SINGAPORE, May 3, 2022 /PRNewswire/ — Chenghe Acquisition Co. (Nasdaq: CHEAU) (the “Company”) today announced the closing of its initial public offering of 11,500,000 units, which includes 1,500,000 units issued pursuant to the exercise by the underwriters of their over-allotment option in full, at a public offering price of $10.00 per unit. Each unit consists of one Class A ordinary share and one-half of one redeemable warrant, with each whole warrant exercisable to purchase one Class A ordinary share at a price of $11.50 per share.
The units are listed on the Nasdaq Global Market (“Nasdaq”) and commenced trading under the ticker symbol “CHEAU” on April 28, 2022. Once the securities comprising the units begin separate trading, the Class A ordinary shares and warrants are expected to be listed on the Nasdaq under the symbols “CHEA” and “CHEAW,” respectively.
Chenghe Acquisition Co. is a blank check company formed for the purpose of effecting a merger, share exchange, asset acquisition, share purchase, reorganization or similar business combination with one or more businesses. While the Company may pursue a business combination target in any business, industry or location, it intends to focus on financial technology or technology-enabled financial service companies, including artificial intelligence, big data, cloud and blockchain-related initiatives in Asian markets, which can benefit from the expertise and capabilities of the Company’s management team to create long-term shareholder value. However, the Company will not undertake its initial business combination with any entity based in or with its principal business operations in Mainland China, Hong Kong or Macau.

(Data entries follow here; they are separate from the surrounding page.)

//! Demo command implementation.
//!
//! Writes "Hello" 100 times through one stream, closes it, then reads the
//! result back through a fresh one.

use super::{CliError, CliResult};
use bufstream_core::{parse_mode, MemoryBackend, Stream, StreamConfig, StreamResult};
use std::path::Path;
use tracing::info;

const GREETING: &[u8] = b"Hello";
const REPEAT: usize = 100;

/// Runs the demo command against `path`, or in memory when `None`.
pub fn run(path: Option<&Path>, config: StreamConfig) -> CliResult<()> {
    let text = match path {
        Some(path) => {
            let writer = Stream::open_with(path, &parse_mode("w")?.to_open_options(), config)?;
            let read_options = parse_mode("r")?.to_open_options();
            round_trip(writer, || Stream::open_with(path, &read_options, config))?
        }
        None => {
            let backend = MemoryBackend::new();
            let writer = Stream::memory(backend.reopen(), config)?;
            round_trip(writer, move || Stream::memory(backend.reopen(), config))?
        }
    };

    info!(bytes = text.len(), "demo finished");
    println!("{}", String::from_utf8_lossy(&text));
    println!("Read back {} bytes", text.len());
    Ok(())
}

/// Writes the greeting through `writer`, closes it and reads everything
/// back through the stream returned by `reopen`.
pub fn round_trip<F>(mut writer: Stream, reopen: F) -> CliResult<Vec<u8>>
where
    F: FnOnce() -> StreamResult<Stream>,
{
    for _ in 0..REPEAT {
        writer.write(GREETING)?;
    }
    writer.close()?;

    let mut reader = reopen()?;
    let mut text = vec![0u8; GREETING.len() * REPEAT];
    let mut done = 0;
    while done < text.len() {
        let n = reader.read(&mut text[done..])?;
        if n == 0 {
            break;
        }
        done += n;
    }
    reader.close()?;

    if done != text.len() {
        return Err(CliError::Mismatch {
            expected: text.len(),
            actual: done,
        });
    }
    Ok(text)
}

#[cfg(test)]
mod tests {
    use super::*;
    use tempfile::tempdir;

    #[test]
    fn memory_round_trip() {
        let backend = MemoryBackend::new();
        let writer = Stream::memory(backend.reopen(), StreamConfig::new().buffer_size(16)).unwrap();
        let text = round_trip(writer, || Stream::memory(backend.reopen(), StreamConfig::default())).unwrap();
        assert_eq!(text, GREETING.repeat(REPEAT));
    }

    #[test]
    fn file_round_trip() {
        let dir = tempdir().unwrap();
        let path = dir.path().join("demo.txt");
        run(Some(&path), StreamConfig::default()).unwrap();
        assert_eq!(std::fs::read(&path).unwrap().len(), 500);
    }
}
//! Positioning: seek, tell, rewind and read-to-write switching.

use crate::error::StreamResult;
use crate::stream::{Stream, BUFFER_START};
use crate::window::Window;
use bufstream_backend::BackendError;
use std::io::SeekFrom;
use tracing::debug;

impl Stream {
    /// Moves the logical position.
    ///
    /// Pending writes are flushed first. For [`SeekFrom::Current`] the
    /// offset is taken relative to the caller's position, which lags the
    /// backend by the number of bytes still buffered for reading. The read
    /// window is dropped only once the backend seek succeeds.
    ///
    /// Returns the new position as reported by the backend.
    ///
    /// # Errors
    ///
    /// Returns an error if the flush or the backend seek fails, or if the
    /// adjusted offset does not fit in an `i64`.
    pub fn seek(&mut self, pos: SeekFrom) -> StreamResult<u64> {
        self.ensure_open()?;
        self.flush()?;

        let target = match pos {
            SeekFrom::Current(offset) => match self.logical_offset(offset) {
                Ok(offset) => SeekFrom::Current(offset),
                Err(err) => return Err(self.record(err)),
            },
            other => other,
        };

        match self.backend_seek(target) {
            Ok(position) => {
                debug!(?pos, position, "stream seek");
                self.window = Window::Idle;
                Ok(position)
            }
            Err(err) => Err(self.record(err)),
        }
    }

    /// Returns the caller's logical position.
    ///
    /// # Errors
    ///
    /// Returns an error if the flush or the backend query fails, or if more
    /// bytes were pushed back than precede the backend position.
    pub fn tell(&mut self) -> StreamResult<u64> {
        self.ensure_open()?;
        self.flush()?;

        let position = match self.backend_seek(SeekFrom::Current(0)) {
            Ok(position) => position,
            Err(err) => return Err(self.record(err)),
        };
        let unread = self.window.unread() as u64;
        match position.checked_sub(unread) {
            Some(logical) => Ok(logical),
            None => Err(self.record(BackendError::InvalidSeek {
                offset: i128::from(position) - i128::from(unread),
            })),
        }
    }

    /// Seeks to the start and clears [`Stream::last_error`].
    ///
    /// # Errors
    ///
    /// Same as [`Stream::seek`].
    pub fn rewind(&mut self) -> StreamResult<()> {
        self.seek(SeekFrom::Start(0))?;
        self.last_error = None;
        Ok(())
    }

    /// Switches the window to writing.
    ///
    /// Bytes fetched ahead for reading are given back first by seeking the
    /// backend to the caller's position, so new bytes land where the caller
    /// expects. If that seek fails the read window is kept.
    pub(crate) fn enter_write_mode(&mut self) -> StreamResult<()> {
        let unread = self.window.unread();
        if unread > 0 {
            let back = match i64::try_from(unread) {
                Ok(n) => SeekFrom::Current(-n),
                Err(_) => {
                    return Err(self.record(BackendError::InvalidSeek {
                        offset: -(unread as i128),
                    }))
                }
            };
            if let Err(err) = self.backend_seek(back) {
                return Err(self.record(err));
            }
        }

        self.window = Window::Writing {
            base: BUFFER_START,
            pos: BUFFER_START,
            end: self.buffer_end(),
        };
        Ok(())
    }

    fn logical_offset(&self, offset: i64) -> Result<i64, BackendError> {
        let unread = self.window.unread();
        i64::try_from(unread)
            .ok()
            .and_then(|unread| offset.checked_sub(unread))
            .ok_or(BackendError::InvalidSeek {
                offset: i128::from(offset) - unread as i128,
            })
    }

    fn backend_seek(&mut self, pos: SeekFrom) -> Result<u64, BackendError> {
        match self.backend.as_deref_mut() {
            Some(backend) => backend.seek(pos),
            None => Err(BackendError::Closed),
        }
    }
}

Morgan Stanley & Co. LLC and EarlyBirdCapital, Inc. are acting as joint book-running managers for the offering, and Revere Securities LLC is acting as co-manager.
A registration statement relating to these securities has been filed with the U.S. Securities and Exchange Commission (the “SEC”) and was declared effective by the SEC on April 27, 2022, Eastern Standard Time. This press release shall not constitute an offer to sell or the solicitation of an offer to buy, nor shall there be any sale of these securities in any state or jurisdiction in which such offer, solicitation or sale would be unlawful prior to registration or qualification under the securities laws of any such state or jurisdiction.
The offering was made only by means of a prospectus. Copies of the prospectus relating to this offering may be obtained from Morgan Stanley & Co. LLC, 180 Varick Street, 2nd Floor, New York, NY 10014, Attention: Prospectus Department, Email: prospectus@morganstanley.com.
Cautionary Note Concerning Forward-Looking Statements
This press release contains statements that constitute “forward-looking statements,” including with respect to the Company’s search for an initial business combination. No assurance can be given that the offering discussed above will be completed on the terms described, or at all, or that the proceeds of the offering will be used as indicated. Forward-looking statements are subject to numerous conditions, many of which are beyond the control of the Company, including those set forth in the Risk Factors section of the Company’s registration statement for the initial public offering filed with the SEC. Copies are available on the SEC’s website, www.sec.gov. The Company undertakes no obligation to update these statements for revisions or changes after the date of this release, except as required by law.